- [Dataset]:
-*-*-

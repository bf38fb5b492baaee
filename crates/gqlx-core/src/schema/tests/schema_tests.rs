use crate::schema::Schema;
use crate::schema::SchemaBuildError;
use crate::types::Field;
use crate::types::GraphQLType;
use crate::types::InterfaceType;
use crate::types::ObjectType;
use crate::types::TypeAnnotation;
use crate::types::UnionType;
use crate::types::get_named_type;
use crate::types::is_abstract_type;
use crate::types::is_composite_type;
use crate::types::is_input_type;
use crate::types::is_leaf_type;
use crate::types::is_list_type;
use crate::types::is_non_null_type;
use crate::types::is_object_type;
use crate::types::is_output_type;
use pretty_assertions::assert_eq;

type Result<T> = std::result::Result<T, SchemaBuildError>;

/// ```graphql
/// interface Named { name: String }
/// type Person implements Named { name: String }
/// type Pet implements Named { name: String }
/// type Rock { mass: Int }
/// union Thing = Rock | Pet
/// type Query { things: [Thing] }
/// ```
fn schema() -> Result<Schema> {
    let name_field = || Field::new(TypeAnnotation::named("String"));
    let named = InterfaceType::builder("Named")
        .field("name", name_field())
        .resolve_type(|_, _| None)
        .build()?;
    let person = ObjectType::builder("Person")
        .implements("Named")
        .field("name", name_field())
        .build()?;
    let pet = ObjectType::builder("Pet")
        .implements("Named")
        .field("name", name_field())
        .build()?;
    let rock = ObjectType::builder("Rock")
        .field("mass", Field::new(TypeAnnotation::named("Int")))
        .build()?;
    let thing = UnionType::builder("Thing")
        .member("Rock")
        .member("Pet")
        .resolve_type(|_, _| None)
        .build()?;
    let query = ObjectType::builder("Query")
        .field("things", Field::new(TypeAnnotation::list(TypeAnnotation::named("Thing"))))
        .build()?;
    Schema::builder()
        .query(query)
        .add_type(named)
        .add_type(person)
        .add_type(pet)
        .add_type(rock)
        .add_type(thing)
        .build()
}

fn ty(source: &str) -> TypeAnnotation {
    source.parse().expect("valid annotation")
}

fn names(types: &[std::sync::Arc<ObjectType>]) -> Vec<&str> {
    types.iter().map(|t| t.name()).collect()
}

/// Verifies possible types: implementations in definition order for
/// interfaces, declared members for unions.
#[test]
fn possible_types() -> Result<()> {
    let schema = schema()?;
    assert_eq!(names(schema.get_possible_types("Named")), vec!["Person", "Pet"]);
    assert_eq!(names(schema.get_possible_types("Thing")), vec!["Rock", "Pet"]);
    assert!(schema.get_possible_types("Rock").is_empty());
    assert!(schema.is_possible_type("Thing", "Pet"));
    assert!(!schema.is_possible_type("Thing", "Person"));
    Ok(())
}

/// Verifies that meta fields are found where the executor expects them.
#[test]
fn field_definition_lookup() -> Result<()> {
    let schema = schema()?;
    let query = schema.query_type();
    let Some(GraphQLType::Object(rock)) = schema.get_type("Rock") else {
        panic!("Rock should be an object type");
    };
    let type_of = |parent: &ObjectType, name: &str| {
        schema
            .field_definition(parent, name)
            .map(|field| field.type_annotation().to_string())
    };
    assert_eq!(type_of(query, "__schema"), Some("__Schema!".to_string()));
    assert_eq!(type_of(query, "__type"), Some("__Type".to_string()));
    assert_eq!(type_of(rock, "__typename"), Some("String!".to_string()));
    assert_eq!(type_of(rock, "__schema"), None);
    assert_eq!(type_of(rock, "mass"), Some("Int".to_string()));
    assert_eq!(type_of(rock, "volume"), None);
    Ok(())
}

/// Verifies the free-function type predicates.
#[test]
fn type_predicates() -> Result<()> {
    let schema = schema()?;
    assert!(is_abstract_type(&schema, &ty("Named")));
    assert!(is_abstract_type(&schema, &ty("Thing!")));
    assert!(!is_abstract_type(&schema, &ty("[Thing]")));
    assert!(is_object_type(&schema, &ty("Rock")));
    assert!(is_composite_type(&schema, &ty("Thing")));
    assert!(is_leaf_type(&schema, &ty("Int!")));
    assert!(!is_leaf_type(&schema, &ty("Rock")));
    assert!(is_input_type(&schema, &ty("[String!]")));
    assert!(!is_input_type(&schema, &ty("Rock")));
    assert!(is_output_type(&schema, &ty("[Rock!]")));
    assert!(is_output_type(&schema, &ty("Int")));
    assert!(is_list_type(&ty("[Rock]")));
    assert!(is_list_type(&ty("[Rock]!")));
    assert!(is_non_null_type(&ty("Rock!")));
    assert_eq!(
        get_named_type(&schema, &ty("[[Rock!]]")).map(GraphQLType::name),
        Some("Rock"),
    );
    Ok(())
}

/// Verifies subtyping: implementations of an interface, object members of
/// a union, non-null narrowing and lists compared item-wise.
#[test]
fn is_subtype_of() -> Result<()> {
    let schema = schema()?;
    let subtype = |sub: &str, sup: &str| ty(sub).is_subtype_of(&ty(sup), schema.types());

    assert!(subtype("Person", "Named"));
    assert!(subtype("Pet", "Named"));
    assert!(!subtype("Rock", "Named"));
    assert!(!subtype("Named", "Person"));

    assert!(subtype("Pet", "Thing"));
    assert!(subtype("Rock", "Thing"));
    assert!(!subtype("Person", "Thing"));
    assert!(!subtype("Named", "Thing"));

    assert!(subtype("Person!", "Named"));
    assert!(subtype("Person!", "Named!"));
    assert!(!subtype("Person", "Named!"));
    assert!(subtype("[Person!]!", "[Named]"));
    assert!(!subtype("[Person]", "[Named!]"));
    assert!(!subtype("[Person]", "Named"));
    assert!(!subtype("Person", "[Named]"));
    assert!(subtype("String", "String"));
    Ok(())
}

-*-*-

- [What you will do]: Scan the entries and show every line in which the word "members" is found.

- [Exercise response]:
/// interfaces, declared members for unions.
/// Verifies subtyping: implementations of an interface, object members of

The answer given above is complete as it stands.